Wednesday, September 9, 2015

Author's Blog: Neighborhood Revitalization and the Anchor Institution: Assessing the Impact of the University of Pennsylvania's West Philadelphia Initiatives on University City

This is an author-produced blog post to introduce upcoming Urban Affairs Review articles. This article is available in OnlineFirst. The abstract and article are available to download for free until October 25, 2015. 


Meagan Ehlenz

Early Friday morning, January 18, 2013, adults began forming a line outside the Penn Alexander School (PAS) in Philadelphia’s University City neighborhood. By nightfall, more than seventy people had literally set up camp with tents and sleeping bags extending down the block to guard against the twenty-nine degree (F) chill. While this scene may be familiar to concertgoers or video gamers the night before a big release, the inhabitants of this encampment were different. They were all parents of 4 year olds with a single goal: to enroll their children in kindergarten when class registration opened on January 22nd, four days later.

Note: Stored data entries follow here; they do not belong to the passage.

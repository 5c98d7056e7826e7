use anyhow::Result;
use std::collections::VecDeque;
use std::sync::atomic::{AtomicBool, AtomicU64, Ordering};
use std::sync::Arc;
use std::time::Duration;

use crate::frame::FrameView;
use crate::model::backend::{PoseFault, PoseModel};
use crate::model::result::Pose;

enum Step {
    Poses(Vec<Pose>),
    Fault(PoseFault),
}

/// Replays a fixed script of results, one step per `estimate` call.
///
/// Once the script runs out every call returns no poses. Used for replay runs and
/// for exercising the pump's fault handling.
pub struct ScriptedPoseModel {
    steps: VecDeque<Step>,
    latency: Duration,
    probe: ModelProbe,
}

/// Counters shared with whoever built the model, readable after it moves into a pump.
#[derive(Clone, Debug, Default)]
pub struct ModelProbe {
    calls: Arc<AtomicU64>,
    disposed: Arc<AtomicBool>,
}

impl ModelProbe {
    pub fn calls(&self) -> u64 {
        self.calls.load(Ordering::SeqCst)
    }

    pub fn disposed(&self) -> bool {
        self.disposed.load(Ordering::SeqCst)
    }
}

impl ScriptedPoseModel {
    pub fn new() -> Self {
        Self {
            steps: VecDeque::new(),
            latency: Duration::ZERO,
            probe: ModelProbe::default(),
        }
    }

    pub fn then_poses(mut self, poses: Vec<Pose>) -> Self {
        self.steps.push_back(Step::Poses(poses));
        self
    }

    pub fn then_transient(mut self, message: &str) -> Self {
        self.steps.push_back(Step::Fault(PoseFault::transient(message)));
        self
    }

    pub fn then_fatal(mut self, message: &str) -> Self {
        self.steps.push_back(Step::Fault(PoseFault::fatal(message)));
        self
    }

    /// Block each call for `latency`, standing in for a slow model.
    pub fn with_latency(mut self, latency: Duration) -> Self {
        self.latency = latency;
        self
    }

    pub fn probe(&self) -> ModelProbe {
        self.probe.clone()
    }
}

impl Default for ScriptedPoseModel {
    fn default() -> Self {
        Self::new()
    }
}

impl PoseModel for ScriptedPoseModel {
    fn name(&self) -> &'static str {
        "scripted"
    }

    fn estimate(&mut self, _frame: &FrameView<'_>, _timestamp: Duration) -> Result<Vec<Pose>> {
        self.probe.calls.fetch_add(1, Ordering::SeqCst);
        if !self.latency.is_zero() {
            std::thread::sleep(self.latency);
        }
        match self.steps.pop_front() {
            Some(Step::Poses(poses)) => Ok(poses),
            Some(Step::Fault(fault)) => Err(fault.into()),
            None => Ok(Vec::new()),
        }
    }

    fn dispose(&mut self) -> Result<()> {
        self.steps.clear();
        self.probe.disposed.store(true, Ordering::SeqCst);
        Ok(())
    }
}

#[cfg(test)]
mod tests {
    use super::*;
    use crate::frame::Frame;
    use crate::ingest::CameraFacing;
    use crate::model::result::Keypoint;

    #[test]
    fn replays_steps_in_order() {
        let frame = Frame::new(vec![0u8; 3], 1, 1, 1, CameraFacing::Back).unwrap();
        let mut model = ScriptedPoseModel::new()
            .then_poses(vec![Pose::new(vec![Keypoint::new("nose", 1.0, 1.0, 0.9)])])
            .then_transient("dropped frame")
            .then_fatal("context lost");
        let probe = model.probe();

        assert_eq!(model.estimate(&frame.view(), Duration::ZERO).unwrap().len(), 1);
        let err = model.estimate(&frame.view(), Duration::ZERO).unwrap_err();
        assert!(!PoseFault::is_fatal(&err));
        let err = model.estimate(&frame.view(), Duration::ZERO).unwrap_err();
        assert!(PoseFault::is_fatal(&err));
        assert!(model.estimate(&frame.view(), Duration::ZERO).unwrap().is_empty());

        assert_eq!(probe.calls(), 4);
        model.dispose().unwrap();
        assert!(probe.disposed());
    }
}
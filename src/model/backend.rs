use anyhow::{anyhow, Result};
use std::path::PathBuf;
use std::str::FromStr;
use std::time::Duration;

use crate::frame::FrameView;
use crate::model::result::Pose;

/// Pose model trait.
///
/// The model is an external capability: the pump calls `estimate` once per tick and
/// never looks at whatever state the model keeps between calls (smoothing, tracking).
///
/// Implementations must not keep the pixel slice past the `estimate` call.
pub trait PoseModel: Send {
    /// Backend identifier.
    fn name(&self) -> &'static str;

    /// Optional warm-up hook, run once during startup.
    fn warm_up(&mut self) -> Result<()> {
        Ok(())
    }

    /// Estimate poses on one frame.
    ///
    /// `timestamp` is monotonic time since the pump started; models that smooth
    /// across calls may use it. Keypoints come back in the frame's pixel space.
    ///
    /// Return a [`PoseFault`] with `fatal = true` when the model can no longer run at
    /// all; any other error is treated as a missed tick.
    fn estimate(&mut self, frame: &FrameView<'_>, timestamp: Duration) -> Result<Vec<Pose>>;

    /// Release model resources. Called once when the pump winds down.
    fn dispose(&mut self) -> Result<()> {
        Ok(())
    }
}

impl<M: PoseModel + ?Sized> PoseModel for Box<M> {
    fn name(&self) -> &'static str {
        (**self).name()
    }

    fn warm_up(&mut self) -> Result<()> {
        (**self).warm_up()
    }

    fn estimate(&mut self, frame: &FrameView<'_>, timestamp: Duration) -> Result<Vec<Pose>> {
        (**self).estimate(frame, timestamp)
    }

    fn dispose(&mut self) -> Result<()> {
        (**self).dispose()
    }
}

// ----------------------------------------------------------------------------
// Faults
// ----------------------------------------------------------------------------

/// Classified model failure, carried inside `anyhow::Error`.
#[derive(Clone, Debug, PartialEq, Eq)]
pub struct PoseFault {
    pub fatal: bool,
    pub message: String,
}

impl PoseFault {
    pub fn transient(message: impl Into<String>) -> Self {
        Self {
            fatal: false,
            message: message.into(),
        }
    }

    pub fn fatal(message: impl Into<String>) -> Self {
        Self {
            fatal: true,
            message: message.into(),
        }
    }

    pub fn code(&self) -> &'static str {
        if self.fatal {
            "MODEL_UNUSABLE"
        } else {
            "MODEL_TRANSIENT"
        }
    }

    /// True when any error in the chain is a fatal `PoseFault`.
    pub fn is_fatal(err: &anyhow::Error) -> bool {
        err.chain()
            .filter_map(|cause| cause.downcast_ref::<PoseFault>())
            .any(|fault| fault.fatal)
    }
}

impl std::fmt::Display for PoseFault {
    fn fmt(&self, f: &mut std::fmt::Formatter<'_>) -> std::fmt::Result {
        write!(f, "{}: {}", self.code(), self.message)
    }
}

impl std::error::Error for PoseFault {}

// ----------------------------------------------------------------------------
// Configuration
// ----------------------------------------------------------------------------

/// Pose model variants.
#[non_exhaustive]
#[derive(Clone, Copy, Debug, Default, PartialEq, Eq)]
pub enum ModelVariant {
    /// MoveNet single-pose, fastest.
    #[default]
    SinglePoseLightning,
    /// MoveNet single-pose, more accurate.
    SinglePoseThunder,
    /// MoveNet multi-pose (up to six subjects).
    MultiPoseLightning,
}

impl ModelVariant {
    /// Model input size as (width, height).
    pub fn input_size(self) -> (u32, u32) {
        match self {
            ModelVariant::SinglePoseLightning => (192, 192),
            ModelVariant::SinglePoseThunder => (256, 256),
            ModelVariant::MultiPoseLightning => (256, 256),
        }
    }

    pub fn max_poses(self) -> usize {
        match self {
            ModelVariant::MultiPoseLightning => 6,
            _ => 1,
        }
    }

    pub fn as_str(self) -> &'static str {
        match self {
            ModelVariant::SinglePoseLightning => "singlepose_lightning",
            ModelVariant::SinglePoseThunder => "singlepose_thunder",
            ModelVariant::MultiPoseLightning => "multipose_lightning",
        }
    }
}

impl FromStr for ModelVariant {
    type Err = anyhow::Error;

    fn from_str(s: &str) -> Result<Self> {
        match s.trim().to_ascii_lowercase().as_str() {
            "singlepose_lightning" | "lightning" => Ok(ModelVariant::SinglePoseLightning),
            "singlepose_thunder" | "thunder" => Ok(ModelVariant::SinglePoseThunder),
            "multipose_lightning" | "multipose" => Ok(ModelVariant::MultiPoseLightning),
            other => Err(anyhow!("unknown model variant '{}'", other)),
        }
    }
}

/// Fixed model configuration, chosen once at startup.
#[derive(Clone, Debug, PartialEq)]
pub struct ModelConfig {
    pub variant: ModelVariant,
    pub enable_smoothing: bool,
    /// Local ONNX model file. `None` selects the built-in synthetic model.
    pub model_path: Option<PathBuf>,
}

impl Default for ModelConfig {
    fn default() -> Self {
        Self {
            variant: ModelVariant::SinglePoseLightning,
            enable_smoothing: true,
            model_path: None,
        }
    }
}
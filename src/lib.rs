//! Pose overlay pump
//!
//! This crate drives a live pose overlay: camera frames go through a pretrained pose
//! model, detected keypoints are mapped from inference-tensor space into the preview
//! surface's pixel space, and the mapped points are published as overlay markers.
//!
//! # Architecture
//!
//! The pump is a strict single-stepper. Each tick it:
//!
//! 1. Acquires exactly one frame from a [`FrameSource`].
//! 2. Runs the [`PoseModel`] on a read-only [`FrameView`].
//! 3. Releases the frame back to its source on every exit path.
//! 4. Maps the first pose through the [`CoordinateMapper`] and publishes an [`Overlay`].
//! 5. Refreshes the display and waits for the next scheduler tick.
//!
//! # Module Structure
//!
//! - `frame`: Frame ownership (Frame, FrameView, FrameLease)
//! - `ingest`: Frame sources (synthetic, V4L2) and the camera selector
//! - `model`: Pose model trait, keypoint types, smoothing, backends
//! - `mapper`: Tensor-space to display-space mapping
//! - `overlay`: Marker styling, overlay sinks, SVG rendering
//! - `pump`: The frame pump state machine
//! - `startup`: Permission, backend and model bring-up
//! - `config`: Display geometry and runtime configuration

pub mod config;
pub mod frame;
pub mod ingest;
pub mod mapper;
pub mod model;
pub mod overlay;
pub mod pump;
pub mod startup;

pub use config::{DisplayGeometry, MirrorPolicy, Orientation, OverlayConfig, Platform};
pub use frame::{Frame, FrameLease, FrameView};
pub use ingest::{CameraFacing, CameraSelector, FrameSource, SourceStats, SyntheticSource};
pub use mapper::{CoordinateMapper, DisplayPoint, MIN_KEYPOINT_SCORE};
pub use model::{
    Keypoint, ModelConfig, ModelVariant, Pose, PoseFault, PoseModel, ScriptedPoseModel,
    Smoothed, SyntheticPoseModel,
};
pub use overlay::{Marker, MarkerStyle, Overlay, OverlaySink, SharedOverlay};
pub use pump::{
    FramePump, FrameScheduler, PacedScheduler, PumpConfig, PumpFault, PumpHandle, PumpParts,
    PumpState, PumpStats,
};
pub use startup::{PermissionGate, PermissionStatus, StartupFault};
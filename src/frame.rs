//! Frame ownership layer.
//!
//! - `Frame`: Opaque image buffer plus dimensions. Pixels are private.
//! - `FrameView`: Read-only view handed to pose models for one inference call.
//! - `FrameLease`: Scoped ownership of an in-flight frame. Guarantees the frame goes
//!   back to its source exactly once, on every exit path.
//!
//! A frame that is dropped without passing through `FrameSource::release` leaks
//! whatever the source holds for it (mapped buffers, pool slots), so the pump never
//! touches a bare `Frame` outside a lease.

use anyhow::{anyhow, Result};
use std::time::{Duration, Instant};
use zeroize::Zeroize;

use crate::ingest::{CameraFacing, FrameSource};

/// Bytes per pixel for packed RGB frames.
pub const RGB_CHANNELS: usize = 3;

// ----------------------------------------------------------------------------
// Frame: Opaque image container
// ----------------------------------------------------------------------------

/// Opaque RGB frame. There is no `Clone` and no owned byte export.
///
/// Pixel bytes are not reachable from outside the crate:
///
/// ```compile_fail
/// use pose_overlay::{CameraFacing, Frame};
///
/// let frame = Frame::new(vec![0u8; 3], 1, 1, 1, CameraFacing::Back).unwrap();
/// let _bytes = frame.data;
/// ```
///
/// and a frame cannot be duplicated to dodge release:
///
/// ```compile_fail
/// use pose_overlay::{CameraFacing, Frame};
///
/// let frame = Frame::new(vec![0u8; 3], 1, 1, 1, CameraFacing::Back).unwrap();
/// let _copy = frame.clone();
/// ```
pub struct Frame {
    /// Packed RGB24 pixel data, row-major.
    data: Vec<u8>,

    pub width: u32,
    pub height: u32,

    /// Source-assigned sequence number, unique per source.
    pub sequence: u64,

    /// Camera the frame was captured from.
    pub facing: CameraFacing,

    captured_at: Instant,
}

impl Frame {
    /// Wrap packed RGB pixels. The buffer length must match the dimensions.
    pub fn new(
        data: Vec<u8>,
        width: u32,
        height: u32,
        sequence: u64,
        facing: CameraFacing,
    ) -> Result<Self> {
        if width == 0 || height == 0 {
            return Err(anyhow!("frame dimensions must be non-zero"));
        }
        let expected = (width as usize)
            .checked_mul(height as usize)
            .and_then(|v| v.checked_mul(RGB_CHANNELS))
            .ok_or_else(|| anyhow!("frame dimensions overflow"))?;
        if data.len() != expected {
            return Err(anyhow!(
                "frame length mismatch: expected {} RGB bytes for {}x{}, got {}",
                expected,
                width,
                height,
                data.len()
            ));
        }
        Ok(Self {
            data,
            width,
            height,
            sequence,
            facing,
            captured_at: Instant::now(),
        })
    }

    /// Read-only view for inference.
    pub fn view(&self) -> FrameView<'_> {
        FrameView { frame: self }
    }

    /// Time since capture.
    pub fn age(&self) -> Duration {
        self.captured_at.elapsed()
    }

    pub fn byte_len(&self) -> usize {
        self.data.len()
    }
}

impl Drop for Frame {
    fn drop(&mut self) {
        self.data.zeroize();
    }
}

impl std::fmt::Debug for Frame {
    fn fmt(&self, f: &mut std::fmt::Formatter<'_>) -> std::fmt::Result {
        f.debug_struct("Frame")
            .field("width", &self.width)
            .field("height", &self.height)
            .field("sequence", &self.sequence)
            .field("facing", &self.facing)
            .finish_non_exhaustive()
    }
}

// ----------------------------------------------------------------------------
// FrameView: What models receive
// ----------------------------------------------------------------------------

/// Borrowed view of a frame. The borrow ends before the frame is released, so a
/// model cannot hold on to pixels across calls.
pub struct FrameView<'a> {
    frame: &'a Frame,
}

impl<'a> FrameView<'a> {
    pub fn width(&self) -> u32 {
        self.frame.width
    }

    pub fn height(&self) -> u32 {
        self.frame.height
    }

    pub fn sequence(&self) -> u64 {
        self.frame.sequence
    }

    pub fn facing(&self) -> CameraFacing {
        self.frame.facing
    }

    /// Packed RGB24 pixels.
    pub fn pixels(&self) -> &'a [u8] {
        &self.frame.data
    }
}

// ----------------------------------------------------------------------------
// FrameLease: Scoped release
// ----------------------------------------------------------------------------

/// An in-flight frame bound to the source that must take it back.
///
/// Call [`FrameLease::release`] on the normal path so release errors propagate.
/// If the lease is dropped instead (unwinding), the frame is still released and a
/// failure is logged.
pub struct FrameLease<'a> {
    source: &'a mut dyn FrameSource,
    frame: Option<Frame>,
}

impl<'a> FrameLease<'a> {
    pub fn new(source: &'a mut dyn FrameSource, frame: Frame) -> Self {
        Self {
            source,
            frame: Some(frame),
        }
    }

    pub fn frame(&self) -> &Frame {
        // Only `release` and `drop` take the frame, and both consume the lease.
        match &self.frame {
            Some(frame) => frame,
            None => unreachable!("frame lease accessed after release"),
        }
    }

    /// Hand the frame back to its source.
    pub fn release(mut self) -> Result<()> {
        match self.frame.take() {
            Some(frame) => self.source.release(frame),
            None => Ok(()),
        }
    }
}

impl Drop for FrameLease<'_> {
    fn drop(&mut self) {
        if let Some(frame) = self.frame.take() {
            let sequence = frame.sequence;
            if let Err(err) = self.source.release(frame) {
                log::error!(
                    "frame {} release failed during unwind on {}: {:#}",
                    sequence,
                    self.source.name(),
                    err
                );
            }
        }
    }
}

// ----------------------------------------------------------------------------
// Tests
// ----------------------------------------------------------------------------
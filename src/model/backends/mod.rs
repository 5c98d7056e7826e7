pub mod scripted;
pub mod synthetic;

#[cfg(feature = "backend-tract")]
pub mod tract;

pub use scripted::{ModelProbe, ScriptedPoseModel};
pub use synthetic::SyntheticPoseModel;

#[cfg(feature = "backend-tract")]
pub use tract::TractPoseModel;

When PAS opened its doors in 2001, few anticipated the implications of its first-come, first-serve enrollment policy. The Penn-sponsored public school had been conceived in 1998 at a time when West Philadelphia was plagued by crime, families were fleeing the neighborhood, and the public school system was in disarray. In response and conjunction with neighborhood associations, the University of Pennsylvania (Penn) had fostered a relationship with the Philadelphia School District to establish a neighborhood elementary school. The university donated the land for the K-8 facility and invested substantial resources into its construction and operations. These investments were a key component of Penn’s broader neighborhood revitalization strategy, the West Philadelphia Initiatives (WPI), which aimed to stabilize neighborhood conditions, improve property values, and attract and retain residents.